Top of Available data

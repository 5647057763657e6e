use terminal_size::{terminal_size, Width};

use crate::constant::*;
use crate::model::Nargs;
use crate::parser::interface::UserInterface;
use crate::parser::{ColumnRenderer, LeftWidth, PaddingWidth, TotalWidth};

#[derive(Debug)]
pub(crate) struct OptionParameter {
    names: Vec<String>,
    dest: String,
    nargs: Nargs,
    required: bool,
    help: Option<String>,
}

impl OptionParameter {
    pub(crate) fn new(
        names: Vec<String>,
        dest: String,
        nargs: Nargs,
        required: bool,
        help: Option<String>,
    ) -> Self {
        Self {
            names,
            dest,
            nargs,
            required,
            help,
        }
    }

    fn grammar(&self) -> String {
        let example = metavar(&self.dest);

        match self.nargs {
            Nargs::Precisely(n) => (0..n).map(|_| format!(" {example}")).collect(),
            Nargs::Optional => format!(" [{example}]"),
            Nargs::Any => format!(" [{example} ...]"),
            Nargs::AtLeastOne => format!(" {example} [...]"),
        }
    }

    fn summary(&self) -> String {
        let alias = self
            .names
            .first()
            .expect("internal error - flags have at least one alias");

        if self.required {
            format!("{alias}{}", self.grammar())
        } else {
            format!("[{alias}{}]", self.grammar())
        }
    }

    fn flags(&self) -> String {
        let grammar = self.grammar();
        self.names
            .iter()
            .map(|alias| format!("{alias}{grammar}"))
            .collect::<Vec<String>>()
            .join(", ")
    }
}

#[derive(Debug)]
pub(crate) struct ArgumentParameter {
    dest: String,
    nargs: Nargs,
    help: Option<String>,
}

impl ArgumentParameter {
    pub(crate) fn new(dest: String, nargs: Nargs, help: Option<String>) -> Self {
        Self { dest, nargs, help }
    }

    fn grammar(&self) -> String {
        let example = metavar(&self.dest);

        match self.nargs {
            Nargs::Precisely(n) => (0..n)
                .map(|_| example.clone())
                .collect::<Vec<String>>()
                .join(" "),
            Nargs::Optional => format!("[{example}]"),
            Nargs::Any => format!("[{example} ...]"),
            Nargs::AtLeastOne => format!("{example} [...]"),
        }
    }
}

#[derive(Debug)]
pub(crate) struct CommandParameter {
    name: String,
    help: Option<String>,
}

impl CommandParameter {
    pub(crate) fn new(name: impl Into<String>, help: Option<String>) -> Self {
        Self {
            name: name.into(),
            help,
        }
    }
}

fn metavar(dest: &str) -> String {
    dest.to_ascii_uppercase().replace('-', "_")
}

/// Renders the usage line & help message of a single node of the command tree.
#[derive(Debug)]
pub(crate) struct Printer {
    program: String,
    about: Option<String>,
    version: bool,
    options: Vec<OptionParameter>,
    arguments: Vec<ArgumentParameter>,
    commands: Vec<CommandParameter>,
    commands_required: bool,
    terminal_width: Option<usize>,
}

const DEFAULT_TOTAL_WIDTH: usize = 80;
const PADDING_WIDTH: usize = 3;
const MAIN_INDENT: usize = 1;

impl Printer {
    pub(crate) fn terminal(
        program: impl Into<String>,
        options: Vec<OptionParameter>,
        arguments: Vec<ArgumentParameter>,
    ) -> Self {
        let terminal_width = if let Some((Width(terminal_width), _)) = terminal_size() {
            Some(terminal_width as usize)
        } else {
            None
        };

        Self::new(program, options, arguments, terminal_width)
    }

    pub(crate) fn new(
        program: impl Into<String>,
        options: Vec<OptionParameter>,
        arguments: Vec<ArgumentParameter>,
        terminal_width: Option<usize>,
    ) -> Self {
        Self {
            program: program.into(),
            about: None,
            version: false,
            options,
            arguments,
            commands: Vec::default(),
            commands_required: false,
            terminal_width,
        }
    }

    pub(crate) fn about(mut self, about: Option<String>) -> Self {
        self.about = about;
        self
    }

    pub(crate) fn version(mut self, version: bool) -> Self {
        self.version = version;
        self
    }

    pub(crate) fn commands(mut self, commands: Vec<CommandParameter>, required: bool) -> Self {
        self.commands = commands;
        self.commands_required = required;
        self
    }

    /// The single line grammar of the node, ex: `usage: program [-h] [--long] PATH {add,sub} ...`.
    pub(crate) fn usage(&self) -> String {
        let mut summary = vec![format!("[-{HELP_SHORT}]")];

        if self.version {
            summary.push(format!("[--{VERSION_NAME}]"));
        }

        summary.extend(self.options.iter().map(OptionParameter::summary));
        summary.extend(
            self.arguments
                .iter()
                .map(ArgumentParameter::grammar)
                .filter(|grammar| !grammar.is_empty()),
        );

        if !self.commands.is_empty() {
            let choices = format!("{{{}}} ...", self.command_names().join(","));

            if self.commands_required {
                summary.push(choices);
            } else {
                summary.push(format!("[{choices}]"));
            }
        }

        format!("usage: {p} {s}", p = self.program, s = summary.join(" "))
    }

    fn command_names(&self) -> Vec<&str> {
        self.commands.iter().map(|c| c.name.as_str()).collect()
    }

    /// The full help message of the node.
    pub(crate) fn help(&self) -> String {
        let help_flags = format!("-{HELP_SHORT}, --{HELP_NAME}");
        let version_flags = format!("--{VERSION_NAME}");
        let mut option_rows: Vec<(String, String)> =
            vec![(help_flags, HELP_MESSAGE.to_string())];

        if self.version {
            option_rows.push((version_flags, VERSION_MESSAGE.to_string()));
        }

        option_rows.extend(
            self.options
                .iter()
                .map(|option| (option.flags(), option.help.clone().unwrap_or_default())),
        );

        let argument_rows: Vec<(String, String)> = self
            .arguments
            .iter()
            .map(|argument| (argument.grammar(), argument.help.clone().unwrap_or_default()))
            .collect();

        let command_rows: Vec<(String, String)> = self
            .commands
            .iter()
            .map(|command| (command.name.clone(), command.help.clone().unwrap_or_default()))
            .collect();

        let left_column_width = option_rows
            .iter()
            .chain(argument_rows.iter())
            .chain(command_rows.iter())
            .map(|(left, _)| left.chars().count())
            .max()
            .unwrap_or(1);

        let column_renderer = ColumnRenderer::guided(
            PaddingWidth::new(PADDING_WIDTH).expect("internal error - padding must be positive"),
            LeftWidth::new(std::cmp::max(1, left_column_width))
                .expect("internal error - left must be positive"),
            TotalWidth(self.terminal_width.unwrap_or(DEFAULT_TOTAL_WIDTH)),
        );

        let mut lines = vec![self.usage()];

        if let Some(about) = &self.about {
            lines.push("".to_string());
            lines.push(about.clone());
        }

        for (title, rows) in [
            ("positional arguments:", &argument_rows),
            ("subcommands:", &command_rows),
            ("options:", &option_rows),
        ] {
            if rows.is_empty() {
                continue;
            }

            lines.push("".to_string());
            lines.push(title.to_string());

            for (left, middle) in rows {
                lines.extend(column_renderer.render(MAIN_INDENT, left, middle));
            }
        }

        lines.join("\n")
    }

    pub(crate) fn print_help(&self, user_interface: &(impl UserInterface + ?Sized)) {
        user_interface.print(self.help());
    }
}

Bottom of Available data

# [Exercise objective]
Using the material above, retype every line without altering it.

# [Answer]
repository 5647057763657e6e
use terminal_size::{terminal_size, Width};

use crate::constant::*;
use crate::model::Nargs;
use crate::parser::interface::UserInterface;
use crate::parser::{ColumnRenderer, LeftWidth, PaddingWidth, TotalWidth};

#[derive(Debug)]
pub(crate) struct OptionParameter {
    names: Vec<String>,
    dest: String,
    nargs: Nargs,
    required: bool,
    help: Option<String>,
}

impl OptionParameter {
    pub(crate) fn new(
        names: Vec<String>,
        dest: String,
        nargs: Nargs,
        required: bool,
        help: Option<String>,
    ) -> Self {
        Self {
            names,
            dest,
            nargs,
            required,
            help,
        }
    }

    fn grammar(&self) -> String {
        let example = metavar(&self.dest);

        match self.nargs {
            Nargs::Precisely(n) => (0..n).map(|_| format!(" {example}")).collect(),
            Nargs::Optional => format!(" [{example}]"),
            Nargs::Any => format!(" [{example} ...]"),
            Nargs::AtLeastOne => format!(" {example} [...]"),
        }
    }

    fn summary(&self) -> String {
        let alias = self
            .names
            .first()
            .expect("internal error - flags have at least one alias");

        if self.required {
            format!("{alias}{}", self.grammar())
        } else {
            format!("[{alias}{}]", self.grammar())
        }
    }

    fn flags(&self) -> String {
        let grammar = self.grammar();
        self.names
            .iter()
            .map(|alias| format!("{alias}{grammar}"))
            .collect::<Vec<String>>()
            .join(", ")
    }
}

#[derive(Debug)]
pub(crate) struct ArgumentParameter {
    dest: String,
    nargs: Nargs,
    help: Option<String>,
}

impl ArgumentParameter {
    pub(crate) fn new(dest: String, nargs: Nargs, help: Option<String>) -> Self {
        Self { dest, nargs, help }
    }

    fn grammar(&self) -> String {
        let example = metavar(&self.dest);

        match self.nargs {
            Nargs::Precisely(n) => (0..n)
                .map(|_| example.clone())
                .collect::<Vec<String>>()
                .join(" "),
            Nargs::Optional => format!("[{example}]"),
            Nargs::Any => format!("[{example} ...]"),
            Nargs::AtLeastOne => format!("{example} [...]"),
        }
    }
}

#[derive(Debug)]
pub(crate) struct CommandParameter {
    name: String,
    help: Option<String>,
}

impl CommandParameter {
    pub(crate) fn new(name: impl Into<String>, help: Option<String>) -> Self {
        Self {
            name: name.into(),
            help,
        }
    }
}

fn metavar(dest: &str) -> String {
    dest.to_ascii_uppercase().replace('-', "_")
}

/// Renders the usage line & help message of a single node of the command tree.
#[derive(Debug)]
pub(crate) struct Printer {
    program: String,
    about: Option<String>,
    version: bool,
    options: Vec<OptionParameter>,
    arguments: Vec<ArgumentParameter>,
    commands: Vec<CommandParameter>,
    commands_required: bool,
    terminal_width: Option<usize>,
}

const DEFAULT_TOTAL_WIDTH: usize = 80;
const PADDING_WIDTH: usize = 3;
const MAIN_INDENT: usize = 1;

impl Printer {
    pub(crate) fn terminal(
        program: impl Into<String>,
        options: Vec<OptionParameter>,
        arguments: Vec<ArgumentParameter>,
    ) -> Self {
        let terminal_width = if let Some((Width(terminal_width), _)) = terminal_size() {
            Some(terminal_width as usize)
        } else {
            None
        };

        Self::new(program, options, arguments, terminal_width)
    }

    pub(crate) fn new(
        program: impl Into<String>,
        options: Vec<OptionParameter>,
        arguments: Vec<ArgumentParameter>,
        terminal_width: Option<usize>,
    ) -> Self {
        Self {
            program: program.into(),
            about: None,
            version: false,
            options,
            arguments,
            commands: Vec::default(),
            commands_required: false,
            terminal_width,
        }
    }

    pub(crate) fn about(mut self, about: Option<String>) -> Self {
        self.about = about;
        self
    }

    pub(crate) fn version(mut self, version: bool) -> Self {
        self.version = version;
        self
    }

    pub(crate) fn commands(mut self, commands: Vec<CommandParameter>, required: bool) -> Self {
        self.commands = commands;
        self.commands_required = required;
        self
    }

    /// The single line grammar of the node, ex: `usage: program [-h] [--long] PATH {add,sub} ...`.
    pub(crate) fn usage(&self) -> String {
        let mut summary = vec![format!("[-{HELP_SHORT}]")];

        if self.version {
            summary.push(format!("[--{VERSION_NAME}]"));
        }

        summary.extend(self.options.iter().map(OptionParameter::summary));
        summary.extend(
            self.arguments
                .iter()
                .map(ArgumentParameter::grammar)
                .filter(|grammar| !grammar.is_empty()),
        );

        if !self.commands.is_empty() {
            let choices = format!("{{{}}} ...", self.command_names().join(","));

            if self.commands_required {
                summary.push(choices);
            } else {
                summary.push(format!("[{choices}]"));
            }
        }

        format!("usage: {p} {s}", p = self.program, s = summary.join(" "))
    }

    fn command_names(&self) -> Vec<&str> {
        self.commands.iter().map(|c| c.name.as_str()).collect()
    }

    /// The full help message of the node.
    pub(crate) fn help(&self) -> String {
        let help_flags = format!("-{HELP_SHORT}, --{HELP_NAME}");
        let version_flags = format!("--{VERSION_NAME}");
        let mut option_rows: Vec<(String, String)> =
            vec![(help_flags, HELP_MESSAGE.to_string())];

        if self.version {
            option_rows.push((version_flags, VERSION_MESSAGE.to_string()));
        }

        option_rows.extend(
            self.options
                .iter()
                .map(|option| (option.flags(), option.help.clone().unwrap_or_default())),
        );

        let argument_rows: Vec<(String, String)> = self
            .arguments
            .iter()
            .map(|argument| (argument.grammar(), argument.help.clone().unwrap_or_default()))
            .collect();

        let command_rows: Vec<(String, String)> = self
            .commands
            .iter()
            .map(|command| (command.name.clone(), command.help.clone().unwrap_or_default()))
            .collect();

        let left_column_width = option_rows
            .iter()
            .chain(argument_rows.iter())
            .chain(command_rows.iter())
            .map(|(left, _)| left.chars().count())
            .max()
            .unwrap_or(1);

        let column_renderer = ColumnRenderer::guided(
            PaddingWidth::new(PADDING_WIDTH).expect("internal error - padding must be positive"),
            LeftWidth::new(std::cmp::max(1, left_column_width))
                .expect("internal error - left must be positive"),
            TotalWidth(self.terminal_width.unwrap_or(DEFAULT_TOTAL_WIDTH)),
        );

        let mut lines = vec![self.usage()];

        if let Some(about) = &self.about {
            lines.push("".to_string());
            lines.push(about.clone());
        }

        for (title, rows) in [
            ("positional arguments:", &argument_rows),
            ("subcommands:", &command_rows),
            ("options:", &option_rows),
        ] {
            if rows.is_empty() {
                continue;
            }

            lines.push("".to_string());
            lines.push(title.to_string());

            for (left, middle) in rows {
                lines.extend(column_renderer.render(MAIN_INDENT, left, middle));
            }
        }

        lines.join("\n")
    }

    pub(crate) fn print_help(&self, user_interface: &(impl UserInterface + ?Sized)) {
        user_interface.print(self.help());
    }
}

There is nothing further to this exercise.